DIRECTIONS FOR THIS TASK:
List each line of the data in which the string "original" appears.

** MATERIAL PROVIDED follows **

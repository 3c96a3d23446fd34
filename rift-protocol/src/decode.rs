//! Incremental RESP request decoder.
//!
//! `parse_next_command` consumes at most one command from the front of `input` and reports the
//! unconsumed tail, so the caller can loop over pipelined requests and carry partial frames to
//! the next read. Arguments are appended into a caller-owned scratch vector to amortize
//! allocations across a pipeline.

use rift_common::error::{RiftError, RiftResult};

/// Upper bound on elements in one request array.
const MAX_MULTIBULK_ELEMENTS: usize = 1024 * 1024;
/// Upper bound on one bulk argument payload (512 MiB, RESP convention).
const MAX_BULK_BYTES: usize = 512 * 1024 * 1024;

/// Outcome of one decoding step.
#[derive(Debug, PartialEq, Eq)]
pub enum Parsed<'a> {
    /// One full command was consumed.
    Complete {
        /// Exact wire bytes of the consumed command.
        packet: &'a [u8],
        /// Bytes remaining after the command.
        tail: &'a [u8],
    },
    /// More bytes are required before a command can be produced.
    Incomplete,
}

/// Decodes the next command from `input`, filling `args` with its arguments.
///
/// `args` is cleared first; reusing the same vector across calls avoids re-allocating argument
/// buffers for pipelined traffic. Both `*N` array frames and newline-delimited inline commands
/// are accepted.
///
/// # Errors
///
/// Returns `RiftError::Protocol` when the frame violates RESP framing. Protocol errors are not
/// recoverable on the same byte stream.
pub fn parse_next_command<'a>(
    input: &'a [u8],
    args: &mut Vec<Vec<u8>>,
) -> RiftResult<Parsed<'a>> {
    args.clear();
    if input.is_empty() {
        return Ok(Parsed::Incomplete);
    }
    if input[0] == b'*' {
        parse_multibulk(input, args)
    } else {
        parse_inline(input, args)
    }
}

fn parse_multibulk<'a>(input: &'a [u8], args: &mut Vec<Vec<u8>>) -> RiftResult<Parsed<'a>> {
    let Some((element_count, mut cursor)) = parse_length_line(&input[1..], 1)? else {
        return Ok(Parsed::Incomplete);
    };
    if element_count > MAX_MULTIBULK_ELEMENTS {
        return Err(protocol_error("invalid multibulk length"));
    }

    for _ in 0..element_count {
        if cursor >= input.len() {
            args.clear();
            return Ok(Parsed::Incomplete);
        }
        if input[cursor] != b'$' {
            return Err(protocol_error("expected '$'"));
        }
        let Some((bulk_len, data_start)) = parse_length_line(&input[cursor + 1..], cursor + 1)?
        else {
            args.clear();
            return Ok(Parsed::Incomplete);
        };
        if bulk_len > MAX_BULK_BYTES {
            return Err(protocol_error("invalid bulk length"));
        }

        let data_end = data_start + bulk_len;
        if input.len() < data_end + 2 {
            args.clear();
            return Ok(Parsed::Incomplete);
        }
        if &input[data_end..data_end + 2] != b"\r\n" {
            return Err(protocol_error("expected CRLF after bulk payload"));
        }
        args.push(input[data_start..data_end].to_vec());
        cursor = data_end + 2;
    }

    Ok(Parsed::Complete {
        packet: &input[..cursor],
        tail: &input[cursor..],
    })
}

/// Parses `<digits>\r\n` starting at `slice`, returning the value and the absolute offset of
/// the byte after the line terminator. `base` is the absolute offset `slice` starts at.
fn parse_length_line(slice: &[u8], base: usize) -> RiftResult<Option<(usize, usize)>> {
    let Some(line_end) = slice.iter().position(|&byte| byte == b'\n') else {
        return Ok(None);
    };
    if line_end == 0 || slice[line_end - 1] != b'\r' {
        return Err(protocol_error("expected CRLF"));
    }
    let digits = &slice[..line_end - 1];
    if digits.is_empty() || digits.iter().any(|byte| !byte.is_ascii_digit()) {
        return Err(protocol_error("invalid length"));
    }
    let mut value = 0_usize;
    for &byte in digits {
        value = value
            .checked_mul(10)
            .and_then(|scaled| scaled.checked_add(usize::from(byte - b'0')))
            .ok_or_else(|| protocol_error("invalid length"))?;
    }
    Ok(Some((value, base + line_end + 1)))
}

fn parse_inline<'a>(input: &'a [u8], args: &mut Vec<Vec<u8>>) -> RiftResult<Parsed<'a>> {
    let Some(line_end) = input.iter().position(|&byte| byte == b'\n') else {
        return Ok(Parsed::Incomplete);
    };
    let mut line = &input[..line_end];
    if line.last() == Some(&b'\r') {
        line = &line[..line.len() - 1];
    }

    for word in line.split(|&byte| byte == b' ') {
        if !word.is_empty() {
            args.push(word.to_vec());
        }
    }

    Ok(Parsed::Complete {
        packet: &input[..line_end + 1],
        tail: &input[line_end + 1..],
    })
}

fn protocol_error(message: &str) -> RiftError {
    RiftError::Protocol(message.to_owned())
}

#[cfg(test)]
mod tests {
    use super::{parse_next_command, Parsed};
    use googletest::prelude::*;
    use rstest::rstest;

    #[rstest]
    fn multibulk_command_parses_with_tail() {
        let mut args = Vec::new();
        let input = b"*2\r\n$3\r\nGET\r\n$1\r\na\r\n*1\r\n$4\r\nPING\r\n";
        let parsed = parse_next_command(input, &mut args).expect("frame must parse");

        let Parsed::Complete { packet, tail } = parsed else {
            panic!("frame must be complete");
        };
        assert_that!(packet, eq(&b"*2\r\n$3\r\nGET\r\n$1\r\na\r\n"[..]));
        assert_that!(tail, eq(&b"*1\r\n$4\r\nPING\r\n"[..]));
        assert_that!(&args, eq(&vec![b"GET".to_vec(), b"a".to_vec()]));
    }

    #[rstest]
    #[case(b"*2\r\n$3\r\nGET\r\n".as_slice())]
    #[case(b"*2\r\n$3\r\nGET\r\n$5\r\nab".as_slice())]
    #[case(b"*2\r\n".as_slice())]
    #[case(b"*".as_slice())]
    fn partial_frames_report_incomplete(#[case] input: &[u8]) {
        let mut args = Vec::new();
        let parsed = parse_next_command(input, &mut args).expect("partial frame is not an error");
        assert_that!(parsed, eq(&Parsed::Incomplete));
    }

    #[rstest]
    fn inline_command_parses_words() {
        let mut args = Vec::new();
        let parsed =
            parse_next_command(b"set  key value\r\nrest", &mut args).expect("line must parse");

        let Parsed::Complete { tail, .. } = parsed else {
            panic!("inline line must be complete");
        };
        assert_that!(tail, eq(&b"rest"[..]));
        assert_that!(
            &args,
            eq(&vec![b"set".to_vec(), b"key".to_vec(), b"value".to_vec()])
        );
    }

    #[rstest]
    fn empty_inline_line_yields_no_args() {
        let mut args = Vec::new();
        let parsed = parse_next_command(b"\r\n", &mut args).expect("empty line must parse");
        assert_that!(matches!(parsed, Parsed::Complete { .. }), eq(true));
        assert_that!(args.is_empty(), eq(true));
    }

    #[rstest]
    #[case(b"*A\r\n".as_slice())]
    #[case(b"*1\r\n$x\r\nP\r\n".as_slice())]
    #[case(b"*1\r\nPING\r\n".as_slice())]
    #[case(b"*1\r\n$4\r\nPINGxx".as_slice())]
    fn malformed_frames_are_protocol_errors(#[case] input: &[u8]) {
        let mut args = Vec::new();
        assert_that!(parse_next_command(input, &mut args).is_err(), eq(true));
    }

    #[rstest]
    fn multibulk_canonical_form_round_trips() {
        let render = |args: &[Vec<u8>]| {
            let mut wire = format!("*{}\r\n", args.len()).into_bytes();
            for arg in args {
                wire.extend_from_slice(format!("${}\r\n", arg.len()).as_bytes());
                wire.extend_from_slice(arg);
                wire.extend_from_slice(b"\r\n");
            }
            wire
        };
        let original = render(&[b"SET".to_vec(), b"a key".to_vec(), Vec::new()]);

        let mut args = Vec::new();
        let parsed = parse_next_command(&original, &mut args).expect("frame must parse");
        assert_that!(matches!(parsed, Parsed::Complete { .. }), eq(true));
        assert_that!(&render(&args), eq(&original));
    }

    #[rstest]
    fn scratch_vector_is_cleared_between_calls() {
        let mut args = Vec::new();
        let _ = parse_next_command(b"*1\r\n$4\r\nPING\r\n", &mut args).expect("must parse");
        let _ = parse_next_command(b"*1\r\n$4\r\nECHO\r\n", &mut args).expect("must parse");
        assert_that!(&args, eq(&vec![b"ECHO".to_vec()]));
    }
}
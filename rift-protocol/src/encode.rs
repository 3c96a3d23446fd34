//! RESP reply encoders.
//!
//! Every encoder appends into a caller-owned buffer. The connection processor builds one output
//! buffer per `on_data` pass (or per worker execution), so append-style encoding avoids an
//! intermediate allocation per reply.

/// Appends `+OK\r\n`.
pub fn append_ok(out: &mut Vec<u8>) {
    out.extend_from_slice(b"+OK\r\n");
}

/// Appends `+QUEUED\r\n`, the MULTI accumulation acknowledgement.
pub fn append_queued(out: &mut Vec<u8>) {
    out.extend_from_slice(b"+QUEUED\r\n");
}

/// Appends a simple string reply `+<value>\r\n`.
pub fn append_simple(out: &mut Vec<u8>, value: &str) {
    out.push(b'+');
    out.extend_from_slice(value.as_bytes());
    out.extend_from_slice(b"\r\n");
}

/// Appends an error reply `-<message>\r\n`.
pub fn append_error(out: &mut Vec<u8>, message: &str) {
    out.push(b'-');
    out.extend_from_slice(message.as_bytes());
    out.extend_from_slice(b"\r\n");
}

/// Appends an integer reply `:<value>\r\n`.
pub fn append_integer(out: &mut Vec<u8>, value: i64) {
    out.push(b':');
    out.extend_from_slice(value.to_string().as_bytes());
    out.extend_from_slice(b"\r\n");
}

/// Appends a bulk string reply `$<len>\r\n<data>\r\n`.
pub fn append_bulk(out: &mut Vec<u8>, data: &[u8]) {
    out.push(b'$');
    out.extend_from_slice(data.len().to_string().as_bytes());
    out.extend_from_slice(b"\r\n");
    out.extend_from_slice(data);
    out.extend_from_slice(b"\r\n");
}

/// Appends the null bulk string `$-1\r\n`.
pub fn append_null(out: &mut Vec<u8>) {
    out.extend_from_slice(b"$-1\r\n");
}

/// Appends an array header `*<len>\r\n`; the caller appends the elements.
pub fn append_array(out: &mut Vec<u8>, len: usize) {
    out.push(b'*');
    out.extend_from_slice(len.to_string().as_bytes());
    out.extend_from_slice(b"\r\n");
}

/// Appends the null array `*-1\r\n`.
pub fn append_null_array(out: &mut Vec<u8>) {
    out.extend_from_slice(b"*-1\r\n");
}

#[cfg(test)]
mod tests {
    use super::{append_array, append_bulk, append_error, append_integer, append_ok};
    use googletest::prelude::*;
    use rstest::rstest;

    #[rstest]
    fn encoders_append_instead_of_replacing() {
        let mut out = Vec::new();
        append_ok(&mut out);
        append_integer(&mut out, -7);
        append_bulk(&mut out, b"ab");
        assert_that!(out.as_slice(), eq(&b"+OK\r\n:-7\r\n$2\r\nab\r\n"[..]));
    }

    #[rstest]
    fn error_reply_carries_message_verbatim() {
        let mut out = Vec::new();
        append_error(&mut out, "ERR discard not expected");
        assert_that!(out.as_slice(), eq(&b"-ERR discard not expected\r\n"[..]));
    }

    #[rstest]
    fn array_header_prefixes_elements() {
        let mut out = Vec::new();
        append_array(&mut out, 2);
        append_ok(&mut out);
        append_bulk(&mut out, b"1");
        assert_that!(out.as_slice(), eq(&b"*2\r\n+OK\r\n$1\r\n1\r\n"[..]));
    }
}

** End of MATERIAL PROVIDED **

EXERCISE SOLUTION:
        let original = render(&[b"SET".to_vec(), b"a key".to_vec(), Vec::new()]);
        let parsed = parse_next_command(&original, &mut args).expect("frame must parse");
        assert_that!(&render(&args), eq(&original));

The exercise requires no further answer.